Here was a champion before he closed his hand into a fist. The boy's gumption was like the full steam of a locomotive. Plus he was a born liar.
In flat Indiana his father told him, "Falsity's in your blood"-with a voice deep and dark like a thief's pocket. "Go and make yourself someone finer." Before too long the boy made himself several someones finer.
When we pick up his story, he liked to think he'd never been Virgil Selby, and he certainly wasn't yet St. Corkscrew LeFist, or the other empty title he'd come to call himself. In December 1899, on the happy morning he earned lasting fame, this top-notch fibber, "scientific" brawler, future political hopeful, sometime poet, jewel thief and movie star was just about always McCoy.

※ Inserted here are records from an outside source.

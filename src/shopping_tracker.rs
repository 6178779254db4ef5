use serde::{Deserialize, Serialize};

use crate::price_resolver::PricedProduct;

/// One line of the shopping list with its purchase state.
#[derive(Debug, Serialize, Deserialize, Clone, PartialEq)]
pub struct ShoppingListEntry {
    pub product: PricedProduct,
    pub purchased: bool,
    pub position: usize,
}

/// Bookkeeping over a finalized shopping list: which products have been
/// bought, what remains to spend, and how far along the user is.
///
/// Entries are created once per generated menu and only their `purchased`
/// flags mutate; a fresh generation replaces the whole list.
#[derive(Debug, Default, Clone)]
pub struct ShoppingTracker {
    entries: Vec<ShoppingListEntry>,
}

impl ShoppingTracker {
    pub fn from_products(products: Vec<PricedProduct>) -> Self {
        let entries = products
            .into_iter()
            .enumerate()
            .map(|(position, product)| ShoppingListEntry {
                product,
                purchased: false,
                position,
            })
            .collect();
        ShoppingTracker { entries }
    }

    pub fn from_entries(entries: Vec<ShoppingListEntry>) -> Self {
        ShoppingTracker { entries }
    }

    pub fn entries(&self) -> &[ShoppingListEntry] {
        &self.entries
    }

    pub fn into_entries(self) -> Vec<ShoppingListEntry> {
        self.entries
    }

    /// Flips the purchase flag at `position`; returns the new state, or
    /// `None` for an out-of-range position.
    pub fn toggle(&mut self, position: usize) -> Option<bool> {
        let entry = self.entries.get_mut(position)?;
        entry.purchased = !entry.purchased;
        Some(entry.purchased)
    }

    pub fn mark_all_purchased(&mut self) {
        for entry in &mut self.entries {
            entry.purchased = true;
        }
    }

    pub fn clear_purchases(&mut self) {
        for entry in &mut self.entries {
            entry.purchased = false;
        }
    }

    pub fn total_cost(&self) -> f64 {
        self.entries.iter().map(|e| e.product.line_cost).sum()
    }

    /// Cost of everything not yet purchased.
    pub fn remaining_cost(&self) -> f64 {
        self.entries
            .iter()
            .filter(|e| !e.purchased)
            .map(|e| e.product.line_cost)
            .sum()
    }

    /// Purchased fraction in [0, 1]; an empty list reports 0.
    pub fn progress(&self) -> f64 {
        if self.entries.is_empty() {
            return 0.0;
        }
        let purchased = self.entries.iter().filter(|e| e.purchased).count();
        purchased as f64 / self.entries.len() as f64
    }

    /// Names of purchased products, formatted for the available-ingredients
    /// list ("Milk 3.2% (200 ml)").
    pub fn purchased_names(&self) -> Vec<String> {
        self.entries
            .iter()
            .filter(|e| e.purchased)
            .map(|e| {
                format!(
                    "{} ({} {})",
                    e.product.display_name, e.product.required_quantity, e.product.required_unit
                )
            })
            .collect()
    }
}
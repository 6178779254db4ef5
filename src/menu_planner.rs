use chrono::{DateTime, Utc};
use clap::ValueEnum;
use serde::{Deserialize, Serialize};
use std::error::Error;
use std::fmt;

use crate::api_connection::connection::ModelGateway;
use crate::ingredient_aggregator::aggregate_ingredients;
use crate::price_resolver::{PriceResolver, PricedProduct};
use crate::product_catalog::round_currency;
use crate::response_parser::{parse_plan, ParseError, RecipePlanItem};

/// Budget requests below this threshold are rejected before any generation
/// call is attempted.
pub const MIN_BUDGET: f64 = 500.0;

#[derive(Debug, Clone, Copy, PartialEq, Eq, Serialize, Deserialize, ValueEnum)]
#[serde(rename_all = "lowercase")]
pub enum MealType {
    Breakfast,
    Lunch,
    Dinner,
    All,
}

impl fmt::Display for MealType {
    fn fmt(&self, f: &mut fmt::Formatter<'_>) -> fmt::Result {
        let label = match self {
            MealType::Breakfast => "breakfast",
            MealType::Lunch => "lunch",
            MealType::Dinner => "dinner",
            MealType::All => "all meals",
        };
        write!(f, "{}", label)
    }
}

#[derive(Debug, Clone, Copy, PartialEq, Eq, Serialize, Deserialize, ValueEnum)]
#[serde(rename_all = "lowercase")]
pub enum StartDay {
    Today,
    Tomorrow,
    Monday,
}

impl fmt::Display for StartDay {
    fn fmt(&self, f: &mut fmt::Formatter<'_>) -> fmt::Result {
        let label = match self {
            StartDay::Today => "today",
            StartDay::Tomorrow => "tomorrow",
            StartDay::Monday => "on Monday",
        };
        write!(f, "{}", label)
    }
}

/// One user-facing planning request.
#[derive(Debug, Clone)]
pub struct MenuRequest {
    pub budget: f64,
    pub day_count: u32,
    pub meal_type: MealType,
    pub start_day: StartDay,
    /// Ingredients the user already has on hand, embedded into the prompt.
    pub available_ingredients: Vec<String>,
}

#[derive(Debug)]
pub enum PlanningError {
    BudgetTooLow { budget: f64, minimum: f64 },
    NoDays,
    UnusableResponse(ParseError),
    EmptyPlan,
}

impl fmt::Display for PlanningError {
    fn fmt(&self, f: &mut fmt::Formatter<'_>) -> fmt::Result {
        match self {
            PlanningError::BudgetTooLow { budget, minimum } => write!(
                f,
                "Budget {:.2} is below the minimum of {:.2} currency units",
                budget, minimum
            ),
            PlanningError::NoDays => write!(f, "The plan must cover at least one day"),
            PlanningError::UnusableResponse(err) => {
                write!(f, "The generation service returned an unusable menu: {}", err)
            }
            PlanningError::EmptyPlan => {
                write!(f, "The generation service returned an empty menu")
            }
        }
    }
}

impl Error for PlanningError {
    fn source(&self) -> Option<&(dyn Error + 'static)> {
        match self {
            PlanningError::UnusableResponse(err) => Some(err),
            _ => None,
        }
    }
}

/// The finished output of one reconciliation run. Exceeding the budget is
/// data here, not an error.
#[derive(Debug, Clone)]
pub struct PlannedMenu {
    pub items: Vec<RecipePlanItem>,
    pub shopping_list: Vec<PricedProduct>,
    pub total_cost: f64,
    pub within_budget: bool,
    /// Whether the cheaper-variant adjustment pass produced the final plan.
    pub adjusted: bool,
}

#[derive(Debug, Clone, Copy, PartialEq, Eq, Serialize, Deserialize)]
pub enum MenuStatus {
    AwaitingPurchase,
    InProgress,
    Complete,
}

/// A committed menu in the per-user history.
#[derive(Debug, Clone, Serialize, Deserialize)]
pub struct MenuRecord {
    pub id: u64,
    pub budget: f64,
    pub day_count: u32,
    pub meal_type: MealType,
    pub start_day: StartDay,
    pub items: Vec<RecipePlanItem>,
    pub total_cost: f64,
    pub created_at: DateTime<Utc>,
    pub status: MenuStatus,
}

impl PlannedMenu {
    /// Stamps the planned menu into a history record.
    pub fn to_record(&self, request: &MenuRequest) -> MenuRecord {
        let created_at = Utc::now();
        MenuRecord {
            id: created_at.timestamp_millis() as u64,
            budget: request.budget,
            day_count: request.day_count,
            meal_type: request.meal_type,
            start_day: request.start_day,
            items: self.items.clone(),
            total_cost: self.total_cost,
            created_at,
            status: MenuStatus::AwaitingPurchase,
        }
    }
}

/// Orchestrates generate → aggregate → price → check, with at most one
/// cheaper-variant adjustment pass.
pub struct MenuPlanner {
    gateway: ModelGateway,
    resolver: PriceResolver,
}

impl MenuPlanner {
    pub fn new(gateway: ModelGateway, resolver: PriceResolver) -> Self {
        MenuPlanner { gateway, resolver }
    }

    pub async fn plan_menu(
        &mut self,
        request: &MenuRequest,
        progress_updater: impl Fn(String),
    ) -> Result<PlannedMenu, PlanningError> {
        if request.budget < MIN_BUDGET {
            return Err(PlanningError::BudgetTooLow {
                budget: request.budget,
                minimum: MIN_BUDGET,
            });
        }
        if request.day_count == 0 {
            return Err(PlanningError::NoDays);
        }

        progress_updater(format!(
            "Requesting a {}-day menu for {} within {:.2}...",
            request.day_count, request.meal_type, request.budget
        ));
        let raw = self.gateway.generate(&menu_prompt(request)).await;
        let items = parse_plan(&raw).map_err(PlanningError::UnusableResponse)?;
        if items.is_empty() {
            return Err(PlanningError::EmptyPlan);
        }

        let (shopping_list, total_cost) = self.price_plan(&items, &progress_updater).await;

        let mut adjusted = false;
        let (items, shopping_list, total_cost) = if total_cost > request.budget {
            progress_updater(format!(
                "Total {:.2} exceeds the budget of {:.2}; requesting a cheaper variant...",
                total_cost, request.budget
            ));
            let raw = self
                .gateway
                .generate(&adjustment_prompt(request, total_cost))
                .await;
            match parse_plan(&raw) {
                Ok(adjusted_items) if !adjusted_items.is_empty() => {
                    let (adjusted_list, adjusted_total) =
                        self.price_plan(&adjusted_items, &progress_updater).await;
                    adjusted = true;
                    (adjusted_items, adjusted_list, adjusted_total)
                }
                Ok(_) => {
                    progress_updater(
                        "Adjustment returned an empty menu; keeping the original plan.".to_string(),
                    );
                    (items, shopping_list, total_cost)
                }
                Err(err) => {
                    progress_updater(format!(
                        "Adjustment response was unusable ({}); keeping the original plan.",
                        err
                    ));
                    (items, shopping_list, total_cost)
                }
            }
        } else {
            (items, shopping_list, total_cost)
        };

        Ok(PlannedMenu {
            within_budget: total_cost <= request.budget,
            items,
            shopping_list,
            total_cost,
            adjusted,
        })
    }

    /// Aggregates the plan and prices each distinct ingredient, strictly one
    /// at a time.
    async fn price_plan(
        &mut self,
        items: &[RecipePlanItem],
        progress_updater: &impl Fn(String),
    ) -> (Vec<PricedProduct>, f64) {
        let aggregated = aggregate_ingredients(items);
        let mut shopping_list = Vec::with_capacity(aggregated.len());
        let mut total_cost = 0.0;

        for (index, ingredient) in aggregated.iter().enumerate() {
            progress_updater(format!(
                "Pricing ingredient {}/{}: {}",
                index + 1,
                aggregated.len(),
                ingredient.normalized_name
            ));
            let product = self
                .resolver
                .resolve(
                    &mut self.gateway,
                    &ingredient.normalized_name,
                    ingredient.total_quantity,
                    &ingredient.unit,
                )
                .await;
            total_cost += product.line_cost;
            shopping_list.push(product);
        }

        (shopping_list, round_currency(total_cost))
    }
}

fn menu_prompt(request: &MenuRequest) -> String {
    let on_hand = if request.available_ingredients.is_empty() {
        "none".to_string()
    } else {
        request.available_ingredients.join(", ")
    };
    format!(
        "Plan a menu for {} days for {} within a budget of {:.2} currency units, \
         using products from the store catalog, starting {}. \
         Take into account ingredients already on hand: {}. \
         Respond with JSON only, inside a fenced code block: an array of objects \
         with fields day, meal, recipe, ingredients [{{ name, qty, unit }}], cookingTime.",
        request.day_count, request.meal_type, request.budget, request.start_day, on_hand
    )
}

fn adjustment_prompt(request: &MenuRequest, current_cost: f64) -> String {
    format!(
        "Adjust the menu to fit a budget of {:.2} currency units. The current \
         selection costs {:.2}, which is {:.2} over budget. Use cheaper products \
         and replace expensive ingredients with substitutes, keeping {} days for {}. \
         Respond with JSON only, inside a fenced code block: an array of objects \
         with fields day, meal, recipe, ingredients [{{ name, qty, unit }}], cookingTime.",
        request.budget,
        current_cost,
        current_cost - request.budget,
        request.day_count,
        request.meal_type
    )
}

#[cfg(test)]
mod tests {
    use super::*;
    use crate::api_connection::key_rotation::CredentialRotator;
    use crate::product_catalog::ProductCatalog;

    fn offline_planner() -> MenuPlanner {
        MenuPlanner::new(
            ModelGateway::new(CredentialRotator::new(Vec::new())),
            PriceResolver::new(ProductCatalog::builtin()),
        )
    }

    fn request(budget: f64, days: u32, meal_type: MealType) -> MenuRequest {
        MenuRequest {
            budget,
            day_count: days,
            meal_type,
            start_day: StartDay::Today,
            available_ingredients: Vec::new(),
        }
    }

    #[tokio::test]
    async fn offline_plan_produces_priced_shopping_list() {
        let mut planner = offline_planner();
        let planned = planner
            .plan_menu(&request(100_000.0, 2, MealType::All), |_| {})
            .await
            .unwrap();
        assert_eq!(planned.items.len(), 6);
        assert!(!planned.shopping_list.is_empty());
        assert!(planned.total_cost.is_finite());
        assert!(planned.total_cost > 0.0);
        assert!(planned.within_budget);
        assert!(!planned.adjusted);
    }

    #[tokio::test]
    async fn budget_below_minimum_is_rejected() {
        let mut planner = offline_planner();
        let result = planner.plan_menu(&request(300.0, 3, MealType::All), |_| {}).await;
        assert!(matches!(result, Err(PlanningError::BudgetTooLow { .. })));
    }

    #[tokio::test]
    async fn zero_days_is_rejected() {
        let mut planner = offline_planner();
        let result = planner.plan_menu(&request(1000.0, 0, MealType::All), |_| {}).await;
        assert!(matches!(result, Err(PlanningError::NoDays)));
    }

    #[tokio::test]
    async fn over_budget_result_is_data_not_an_error() {
        let mut planner = offline_planner();
        // 500 is the minimum budget and far below the cost of a 7-day plan,
        // so even the adjusted plan stays over budget.
        let planned = planner
            .plan_menu(&request(500.0, 7, MealType::All), |_| {})
            .await
            .unwrap();
        assert!(!planned.within_budget);
        assert!(planned.total_cost > 500.0);
    }

    #[tokio::test]
    async fn record_carries_request_parameters() {
        let mut planner = offline_planner();
        let req = request(5000.0, 1, MealType::Dinner);
        let planned = planner.plan_menu(&req, |_| {}).await.unwrap();
        let record = planned.to_record(&req);
        assert_eq!(record.day_count, 1);
        assert_eq!(record.meal_type, MealType::Dinner);
        assert_eq!(record.status, MenuStatus::AwaitingPurchase);
        assert_eq!(record.total_cost, planned.total_cost);
        assert!(record.id > 0);
    }
}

McCoy had a wooer's slicked-up brown hair and the sweet temper of a lucky man. But even using that celebrated name the kid was slight, a cousin to the ribbed washboards women had in those days: not an ideal case for a guy intent on the welterweight crown. O, ambition!
"It's the hour for Kid McCoy," he was laughing, and the look he gave the mirror weighed more than he did. "What he's been expecting all these years and here I am to delight in it." This was one of the last mornings of that century, and who'd have dared say the twenty year-old flimflammer couldn't have taken the world before sunset?

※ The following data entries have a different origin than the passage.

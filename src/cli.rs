use clap::Parser;

use crate::menu_planner::{MealType, StartDay};

#[derive(Parser, Debug)]
#[command(author, version, about, long_about = None)]
pub struct Cli {
    /// Budget for the plan, in currency units
    #[arg(short, long)]
    pub budget: f64,

    /// Number of days to plan
    #[arg(short, long, default_value_t = 3)]
    pub days: u32,

    /// Which meals to plan
    #[arg(short, long, value_enum, default_value = "all")]
    pub meal: MealType,

    /// First day of the plan
    #[arg(short, long, value_enum, default_value = "today")]
    pub start: StartDay,

    /// User profile the menu history and shopping list are stored under
    #[arg(short, long, default_value = "default")]
    pub user: String,

    /// Directory for per-user data files
    #[arg(long, default_value = ".flash_menu")]
    pub data_dir: String,

    /// Comma-separated ingredients already on hand, added to the stored list
    #[arg(long)]
    pub have: Option<String>,

    /// Optional CSV file replacing the built-in price catalog
    #[arg(long)]
    pub catalog: Option<String>,
}

pub fn parse_args() -> Cli {
    Cli::parse()
}
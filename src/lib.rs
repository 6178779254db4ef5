pub mod api_connection;
pub mod cli;
pub mod ingredient_aggregator;
pub mod menu_planner;
pub mod offline;
pub mod price_resolver;
pub mod product_catalog;
pub mod response_parser;
pub mod shopping_tracker;
pub mod storage;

Picture our milieu: Ronny and Ray's Sports Club on the Lower East Side of Manhattan felt about a hundred sticky degrees any season of the year, more or less suffocating, sweat heavy in its dead air. This was the gym the zealous went to-unpleasant enough to worry your skin and the one place in all New York McCoy felt relaxed. He had his own latchkey, and since six a.m. the battler had been waiting inside for the welterweight champ Tommy Ryan, the sort of pug whose head echoed if you tapped it.
By seven, the gym was still mostly empty. A bunch of us straggled in and out, though, trainers and towel boys and the fighter himself, and it was all of us who were responsible for spreading this story, even if accounts fail to mention that. Does the bible tell you about the beetle who took note from the manger?

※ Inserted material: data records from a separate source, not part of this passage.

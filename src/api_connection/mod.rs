pub mod connection;
pub mod endpoints;
pub mod key_rotation;
use serde::{Deserialize, Serialize};
use std::collections::HashMap;

use crate::response_parser::RecipePlanItem;

/// One distinct ingredient across the whole plan, keyed by its normalized
/// (lowercased, trimmed) name, with the summed quantity of every requirement
/// sharing that name.
#[derive(Debug, Serialize, Deserialize, Clone, PartialEq)]
pub struct AggregatedIngredient {
    pub normalized_name: String,
    pub total_quantity: f64,
    pub unit: String,
}

/// Collapses a plan's per-meal ingredient lists into one entry per distinct
/// normalized name, in order of first occurrence.
///
/// Quantities are summed without unit conversion: the unit of the first
/// occurrence wins and later occurrences add their raw numbers. Two
/// requirements for the same name in incompatible units will therefore sum
/// silently — a known limitation kept as observed behavior, since conversion
/// happens only at pricing time.
pub fn aggregate_ingredients(plan: &[RecipePlanItem]) -> Vec<AggregatedIngredient> {
    let mut aggregated: Vec<AggregatedIngredient> = Vec::new();
    let mut index_by_name: HashMap<String, usize> = HashMap::new();

    for item in plan {
        for requirement in &item.ingredients {
            let key = requirement.name.trim().to_lowercase();
            if key.is_empty() {
                continue;
            }
            match index_by_name.get(&key) {
                Some(&position) => {
                    aggregated[position].total_quantity += requirement.quantity;
                }
                None => {
                    index_by_name.insert(key.clone(), aggregated.len());
                    aggregated.push(AggregatedIngredient {
                        normalized_name: key,
                        total_quantity: requirement.quantity,
                        unit: requirement.unit.clone(),
                    });
                }
            }
        }
    }

    aggregated
}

"You know something, fellows?" McCoy was shirtless and scrawny and all keyed up as he boxed shadows in the ring. Most people still knew him only as the sparring partner Ryan had given a humiliating lesson in boxing a few years earlier. "Come ten minutes' time," he said, "I'm going to start gathering the bricks to build my American Dream."
One of the towel boys said he didn't know lying was part of the American Dream.
"Where you been?" And McCoy gave the littlest of smiles, which a stranger might have mistaken for cynical, or an expression of menace. I recognized it as McCoy's self-possession getting the better of his giant enthusiasm, and I fell in love with the man for the thousandth, the ten thousandth time.
The champ Tommy Ryan finally turned up with his pretty if plump new wife Eleanor on his arm. "'Zounds, McCoy," was the brawny Champ's hello, his voice mild and innocent as the look on his guilefree face. His hair was a haystack. "Jab high," he said.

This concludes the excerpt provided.